Multi-agent chemotherapy combined with radiation increases treatment toxicity, sometimes not balanced by better tumour control. There has been an ongoing search for novel drugs which would lead to increased therapeutic ratio by making the tumour more radiosensitive and/or preventing critical normal tissue damage. Taxanes, nucleoside analogues (gemcitabine), drugs that are conjugated to polymeric macromolecules (to improve drug delivery) and molecular targeting (EGFR inhibitors) are some of the newer pathways to achieve better tumour control. While some of the drugs have undergone clinical trials and are becoming part of standard care, others are only being subjected to trials, conclusive results of which are not expected for some years to come.

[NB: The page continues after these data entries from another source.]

//! Frame-based resampling to the classifier's fixed target rate.
//!
//! Wraps `rubato`'s `FftFixedIn` the same way other capture pipelines in
//! the example pack do: accumulate input into fixed-size chunks, run the
//! resampler, then re-chunk the output into fixed-size output frames for
//! the caller. When the source rate is an exact multiple of the target
//! rate, plain decimation is used instead of the FFT resampler — cheaper,
//! and accurate enough for that case.

use rubato::{FftFixedIn, Resampler};

const RESAMPLER_CHUNK_IN: usize = 1024;

enum Strategy {
    Passthrough,
    Decimate(usize),
    Fft(FftFixedIn<f32>),
}

/// Resamples a push-style stream of `f32` samples from `source_rate` to
/// `target_rate`, emitting fixed-size frames via a callback.
pub struct FrameResampler {
    strategy: Strategy,
    in_buf: Vec<f32>,
    frame_len: usize,
    pending: Vec<f32>,
}

impl FrameResampler {
    /// `frame_len` is the output frame size in samples at `target_rate`.
    pub fn new(source_rate: usize, target_rate: usize, frame_len: usize) -> Self {
        let strategy = if source_rate == target_rate {
            Strategy::Passthrough
        } else if target_rate > 0 && source_rate % target_rate == 0 {
            Strategy::Decimate(source_rate / target_rate)
        } else {
            Strategy::Fft(
                FftFixedIn::<f32>::new(source_rate, target_rate, RESAMPLER_CHUNK_IN, 1, 1)
                    .expect("invalid resampler rate pair"),
            )
        };
        Self {
            strategy,
            in_buf: Vec::with_capacity(RESAMPLER_CHUNK_IN),
            frame_len,
            pending: Vec::with_capacity(frame_len),
        }
    }

    pub fn is_passthrough(&self) -> bool {
        matches!(self.strategy, Strategy::Passthrough)
    }

    /// Pushes `src` samples, invoking `emit` once per completed output frame.
    pub fn push(&mut self, src: &[f32], mut emit: impl FnMut(&[f32])) {
        match &mut self.strategy {
            Strategy::Passthrough => {
                Self::emit_frames(&mut self.pending, self.frame_len, src, &mut emit);
            }
            Strategy::Decimate(factor) => {
                let decimated = decimate(src, *factor);
                Self::emit_frames(&mut self.pending, self.frame_len, &decimated, &mut emit);
            }
            Strategy::Fft(resampler) => {
                let mut remaining = src;
                while !remaining.is_empty() {
                    let space = RESAMPLER_CHUNK_IN - self.in_buf.len();
                    let take = space.min(remaining.len());
                    self.in_buf.extend_from_slice(&remaining[..take]);
                    remaining = &remaining[take..];

                    if self.in_buf.len() == RESAMPLER_CHUNK_IN {
                        if let Ok(out) = resampler.process(&[&self.in_buf[..]], None) {
                            Self::emit_frames(&mut self.pending, self.frame_len, &out[0], &mut emit);
                        }
                        self.in_buf.clear();
                    }
                }
            }
        }
    }

    fn emit_frames(
        pending: &mut Vec<f32>,
        frame_len: usize,
        mut data: &[f32],
        emit: &mut impl FnMut(&[f32]),
    ) {
        while !data.is_empty() {
            let space = frame_len - pending.len();
            let take = space.min(data.len());
            pending.extend_from_slice(&data[..take]);
            data = &data[take..];

            if pending.len() == frame_len {
                emit(pending);
                pending.clear();
            }
        }
    }
}

/// Integer decimation fallback for cases where the source rate is an
/// exact multiple of the target rate and lower latency matters more
/// than resampling fidelity.
pub fn decimate(samples: &[f32], factor: usize) -> Vec<f32> {
    if factor <= 1 {
        return samples.to_vec();
    }
    samples.iter().step_by(factor).copied().collect()
}

/// Downmixes interleaved multi-channel samples to mono by averaging.
pub fn downmix_to_mono(interleaved: &[f32], channels: usize) -> Vec<f32> {
    if channels <= 1 {
        return interleaved.to_vec();
    }
    interleaved
        .chunks_exact(channels)
        .map(|frame| frame.iter().sum::<f32>() / channels as f32)
        .collect()
}

#[cfg(test)]
mod tests {
    use super::*;

    #[test]
    fn passthrough_when_rates_match() {
        let mut r = FrameResampler::new(16000, 16000, 4);
        assert!(r.is_passthrough());
        let mut frames = Vec::new();
        r.push(&[1.0, 2.0, 3.0, 4.0, 5.0], |f| frames.push(f.to_vec()));
        assert_eq!(frames, vec![vec![1.0, 2.0, 3.0, 4.0]]);
    }

    #[test]
    fn decimate_by_three_keeps_every_third_sample() {
        let samples: Vec<f32> = (0..9).map(|i| i as f32).collect();
        let out = decimate(&samples, 3);
        assert_eq!(out, vec![0.0, 3.0, 6.0]);
    }

    #[test]
    fn decimate_by_one_is_identity() {
        let samples = vec![1.0, 2.0, 3.0];
        assert_eq!(decimate(&samples, 1), samples);
    }

    #[test]
    fn downmix_averages_channels() {
        let stereo = vec![1.0, 3.0, 2.0, -2.0];
        let mono = downmix_to_mono(&stereo, 2);
        assert_eq!(mono, vec![2.0, 0.0]);
    }

    #[test]
    fn downmix_mono_is_identity() {
        let mono = vec![1.0, 2.0, 3.0];
        assert_eq!(downmix_to_mono(&mono, 1), mono);
    }

    #[test]
    fn multiple_of_target_rate_uses_decimation_fallback() {
        // 48000 is an exact multiple of 16000, so this should take the
        // cheap decimate-by-3 path rather than the FFT resampler.
        let mut r = FrameResampler::new(48000, 16000, 1600);
        assert!(matches!(r.strategy, Strategy::Decimate(3)));
        let input = vec![0.0f32; 48000];
        let mut frame_count = 0;
        r.push(&input, |f| {
            assert_eq!(f.len(), 1600);
            frame_count += 1;
        });
        assert_eq!(frame_count, 10);
    }

    #[test]
    fn non_multiple_rate_uses_fft_resampler_and_produces_fixed_frames() {
        let mut r = FrameResampler::new(44100, 16000, 1600);
        assert!(matches!(r.strategy, Strategy::Fft(_)));
        let input = vec![0.0f32; 44100];
        let mut frame_count = 0;
        r.push(&input, |f| {
            assert_eq!(f.len(), 1600);
            frame_count += 1;
        });
        assert!(frame_count > 0);
    }
}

Nowadays, for head and neck tumours the optimal treatment schedule when combining chemotherapy with radiation is the concurrent administration of these two anticancer agents. The trials have shown that induction and/or adjuvant chemotherapy using the currently available drugs are ineffective (Milas et al. 2003). However, the heterogeneity in the design of various concomitant treatment regimens makes it difficult to define the optimal multi-agent chemotherapy for squamous cell carcinomas (Browman et al. 2001). The fact that the most reported chemotherapeutic agent in the head and neck literature is cisplatin, makes this drug, despite its toxicity to the normal tissue, one of the first treatment choices. In the final analysis, the balance between cisplatin’s effectiveness on tumours and its toxicity to the healthy tissue determines whether cisplatin is the right choice of chemotherapeutic agent.